Future research could include a follow-up period, which was regrettably beyond the scope of our current study but could provide insights into the long-term effectiveness of videoconference CBGT. Another intriguing avenue for future investigation would involve employing structural equation modeling to enhance our understanding of the interplay between symptom improvement and group cohesion. A prospective randomized controlled trial with a large sample size and data collection at more than two time points would enable these analyses to yield robust findings that comprehensively delineate the role of group cohesion in CBGT.
Results from the present study demonstrate that participation in videoconference CBGT leads to similar reductions in disorder-related symptoms and development of group cohesion when compared with in-person CBGT for SAD and videoconference CBGT for other anxiety disorders. These findings can increase confidence in the efficacy of videoconference CBGT for SAD and encourage widespread dissemination of this mode of treatment.

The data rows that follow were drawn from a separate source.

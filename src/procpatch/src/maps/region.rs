//! Memory Region Types
//!
//! Data structures for representing memory regions from /proc/pid/maps.

/// A memory region from /proc/pid/maps
#[derive(Debug, Clone, PartialEq, Eq)]
pub struct MemoryRegion {
    pub start: u64,
    pub end: u64,
    pub perms: String,
    pub offset: u64,
    pub path: Option<String>,
}

impl MemoryRegion {
    /// Parse one maps line: `start-end perms offset dev inode [path]`
    ///
    /// Returns `None` if the address field is missing or not hex.
    pub fn parse(line: &str) -> Option<Self> {
        let mut parts = line.split_whitespace();
        let (start, end) = parse_range(parts.next()?)?;
        let perms = parts.next().unwrap_or("").to_string();
        let offset = parts
            .next()
            .and_then(|s| u64::from_str_radix(s, 16).ok())
            .unwrap_or(0);

        // dev, inode
        let mut rest = parts.skip(2).peekable();
        let path = rest.peek().is_some().then(|| rest.collect::<Vec<_>>().join(" "));

        Some(MemoryRegion {
            start,
            end,
            perms,
            offset,
            path,
        })
    }

    pub fn size(&self) -> u64 {
        self.end.saturating_sub(self.start)
    }

    pub fn is_readable(&self) -> bool {
        self.perms.starts_with('r')
    }

    pub fn is_writable(&self) -> bool {
        self.perms.chars().nth(1) == Some('w')
    }

    pub fn is_executable(&self) -> bool {
        self.perms.chars().nth(2) == Some('x')
    }
}

/// Parse the leading start address of a maps line (text before the first `-`)
pub(crate) fn parse_start(line: &str) -> Option<u64> {
    let field = line.split('-').next()?.trim();
    if field.is_empty() {
        return None;
    }
    u64::from_str_radix(field, 16).ok()
}

fn parse_range(field: &str) -> Option<(u64, u64)> {
    let (start, end) = field.split_once('-')?;
    let start = u64::from_str_radix(start, 16).ok()?;
    let end = u64::from_str_radix(end, 16).ok()?;
    Some((start, end))
}
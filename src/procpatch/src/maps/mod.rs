//! Process Memory Maps
//!
//! Reading `/proc/<pid>/maps` and resolving a process's load base address:
//! - `MemoryRegion` for one parsed mapping line
//! - `MappingSource` for where the table comes from (procfs or a fixed table in tests)
//! - `MapReader` for base address resolution

mod reader;
mod region;

pub use reader::{BaseStrategy, MapReader, MappingSource, ProcMaps};
pub use region::MemoryRegion;

#[cfg(test)]
pub use reader::tests::StaticMaps;
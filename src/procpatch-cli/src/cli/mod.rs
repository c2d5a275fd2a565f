//! CLI argument definitions for procpatch
//!
//! This module contains all clap-derived structs and enums for CLI parsing.

mod core;

pub use core::{Cli, Commands, ProcessArgs};
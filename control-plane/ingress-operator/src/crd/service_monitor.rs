use k8s_openapi::apimachinery::pkg::apis::meta::v1::LabelSelector;
use kube::CustomResource;
use schemars::JsonSchema;
use serde::{Deserialize, Serialize};

/// Subset of the Prometheus Operator `ServiceMonitor` the router needs.
#[derive(
    CustomResource, Deserialize, Serialize, Clone, Debug, Default, JsonSchema,
)]
#[kube(
    group = "monitoring.coreos.com",
    version = "v1",
    kind = "ServiceMonitor",
    plural = "servicemonitors",
    namespaced
)]
#[serde(rename_all = "camelCase")]
pub struct ServiceMonitorSpec {
    pub selector: LabelSelector,
    #[serde(default, skip_serializing_if = "Option::is_none")]
    pub namespace_selector: Option<NamespaceSelector>,
    #[serde(default)]
    pub endpoints: Vec<MonitorEndpoint>,
}

#[derive(Deserialize, Serialize, Clone, Debug, Default, JsonSchema)]
#[serde(rename_all = "camelCase")]
pub struct NamespaceSelector {
    #[serde(default)]
    pub match_names: Vec<String>,
}

#[derive(Deserialize, Serialize, Clone, Debug, Default, JsonSchema)]
#[serde(rename_all = "camelCase")]
pub struct MonitorEndpoint {
    pub port: String,
    #[serde(default, skip_serializing_if = "Option::is_none")]
    pub scheme: Option<String>,
    #[serde(default, skip_serializing_if = "Option::is_none")]
    pub interval: Option<String>,
    #[serde(default, skip_serializing_if = "Option::is_none")]
    pub bearer_token_file: Option<String>,
    #[serde(default, skip_serializing_if = "Option::is_none")]
    pub tls_config: Option<MonitorTlsConfig>,
}

#[derive(Deserialize, Serialize, Clone, Debug, Default, JsonSchema)]
#[serde(rename_all = "camelCase")]
pub struct MonitorTlsConfig {
    #[serde(default, skip_serializing_if = "Option::is_none")]
    pub ca_file: Option<String>,
    #[serde(default, skip_serializing_if = "Option::is_none")]
    pub server_name: Option<String>,
}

Data availability statement
The anonymous datasets generated during and/or analysed during the current study can be made available from the corresponding author upon reasonable request.
Acknowledgements
We wish to express our gratitude to Ashleigh Elcock for her assistance with data collection.
Author contributions
Isabel Shapiro: Conceptualization (equal), Data curation (lead), Formal analysis (lead), Investigation (lead), Methodology (equal), Project administration (lead), Writing - original draft (lead), Writing - review & editing (equal); Jenna Boyd: Conceptualization (equal), Formal analysis (supporting), Investigation (supporting), Methodology (equal), Project administration (supporting), Supervision (supporting), Writing - review & editing (equal); Randi McCabe: Project administration (supporting), Resources (lead); Karen Rowa: Conceptualization (equal), Formal analysis (supporting), Investigation (supporting), Methodology (equal), Project administration (supporting), Supervision (lead), Writing - review & editing (equal).
Financial support
The authors of this manuscript received no financial support for the research, authorship, or publication of this article.
Competing interests
The authors declare that they have no known competing interests regarding the research, authorship, or publication of this article.
Ethical standards
This research was reviewed by the Hamilton Integrated Research Ethics Board (HiREB) and received approval (07-2955). Participants provided informed consent to the inclusion of their demographic and clinical information in a research database used for retrospective studies at the ATRC. Authors abided by the Ethical Principles of Psychologists set out by the BABCP and BPS.